Servidor do Serpro no RJ teria vendido informações de ministros
Segundo fontes diretamente ligadas à investigação, o funcionário atuaria no Centro de Atendimento ao Contribuinte no bairro de Laranjeiras, no Rio de Janeiro
A investigação interna da Receita Federal aponta que o servidor do Serpro (empresa estatal federal de processamento de dados), Luiz Antônio Martins Nunes, teria vendido informações sigilosas de ministros do Supremo Tribunal Federal e seus familiares.
O caso dele é considerado o mais grave dentre os quatro alvos da operação da Polícia Federal dessa terça-feira (17), que apura vazamento de dados sigilosos de ministros do Supremo Tribunal Federal e seus familiares.
Segundo fontes diretamente ligadas a investigação, Nunes atuaria no Centro de Atendimento ao Contribuinte no bairro de Laranjeiras, no Rio de Janeiro.
Apesar de ser do Serpro, ele estava cedido à Receita Federal atuando na ponta no atendimento aos contribuintes. Essa posição, segundo fontes, garante acesso direto a dados sigilosos.
Ainda não há uma avaliação se os quatro alvos trabalhavam de maneira interligada.
Em nota, o Serpro afirmou que "todos os sistemas desenvolvidos e mantidos pela estatal são rastreáveis, e nossos empregados não têm acesso direto ao conteúdo das bases de dados dos órgãos clientes. A empresa segue rigorosamente normas de segurança, privacidade e governança, e colabora integralmente com as autoridades para esclarecimento dos fatos." (leia nota na íntegra abaixo)
A CNN tenta contato com as defesas dos citados. O espaço segue aberto para atualizações.
O que diz o Serpro
Em relação às investigações que apontam possível acesso não autorizado a dados fiscais de ministros do Supremo Tribunal Federal (STF) e parentes, a empresa pública de tecnologia esclarece que todos os sistemas desenvolvidos e mantidos pela estatal são integralmente rastreáveis, permitindo a identificação, o monitoramento e a auditoria de eventuais irregularidades.

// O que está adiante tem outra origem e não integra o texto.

//! Process-wide call spacing.
//!
//! One [`RateLimiter`] is shared (behind an `Arc`) by every transport and
//! search in the process. Callers queue on a fair tokio mutex, so waiters are
//! served in arrival order, and the permit they receive keeps the limiter
//! locked until the call it guards has finished.

use std::time::Duration;
use tokio::sync::{Mutex, MutexGuard};
use tokio::time::Instant;

/// Enforces a minimum interval between consecutive outbound calls.
#[derive(Debug)]
pub struct RateLimiter {
    min_interval: Duration,
    last_call: Mutex<Option<Instant>>,
}

impl RateLimiter {
    /// Create a limiter with the given minimum spacing.
    #[must_use]
    pub fn new(min_interval: Duration) -> Self {
        Self {
            min_interval,
            last_call: Mutex::new(None),
        }
    }

    /// Create a limiter that never delays. Useful for tests.
    #[must_use]
    pub fn unlimited() -> Self {
        Self::new(Duration::ZERO)
    }

    /// Configured minimum spacing.
    #[must_use]
    pub fn min_interval(&self) -> Duration {
        self.min_interval
    }

    /// Wait until a call is allowed.
    ///
    /// The returned permit must be held for the duration of the call; the
    /// "last call" timestamp is stamped when it is dropped.
    pub async fn acquire(&self) -> RatePermit<'_> {
        let guard = self.last_call.lock().await;

        if let Some(last) = *guard {
            let ready_at = last + self.min_interval;
            if ready_at > Instant::now() {
                tracing::trace!(wait = ?(ready_at - Instant::now()), "Rate limiter delaying call");
                tokio::time::sleep_until(ready_at).await;
            }
        }

        RatePermit { guard }
    }
}

impl Default for RateLimiter {
    fn default() -> Self {
        Self::new(Duration::from_millis(intelx_core::DEFAULT_RATE_LIMIT_MS))
    }
}

/// Exclusive right to issue one call. Releases the limiter on drop.
#[derive(Debug)]
pub struct RatePermit<'a> {
    guard: MutexGuard<'a, Option<Instant>>,
}

impl Drop for RatePermit<'_> {
    fn drop(&mut self) {
        *self.guard = Some(Instant::now());
    }
}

O Serpro reafirma que sua atuação é pautada pelo compromisso permanente com a segurança da informação, a privacidade, a proteção de dados e o estrito cumprimento da legislação vigente. A empresa adota controles técnicos e mecanismos de governança que asseguram integridade, confidencialidade e rastreabilidade das operações realizadas em seus ambientes tecnológicos.
A estatal ressalta que seus empregados e empregadas não possuem acesso ao conteúdo das bases de dados dos órgãos clientes. A atuação do Serpro limita-se à provisão e à gestão da infraestrutura tecnológica e dos sistemas, não havendo permissão institucional para consulta a informações fiscais ou pessoais armazenadas nas bases sob responsabilidade dos órgãos atendidos.
O Serpro permanece à disposição das autoridades competentes e colabora integralmente com quaisquer averiguações necessárias ao completo esclarecimento dos fatos.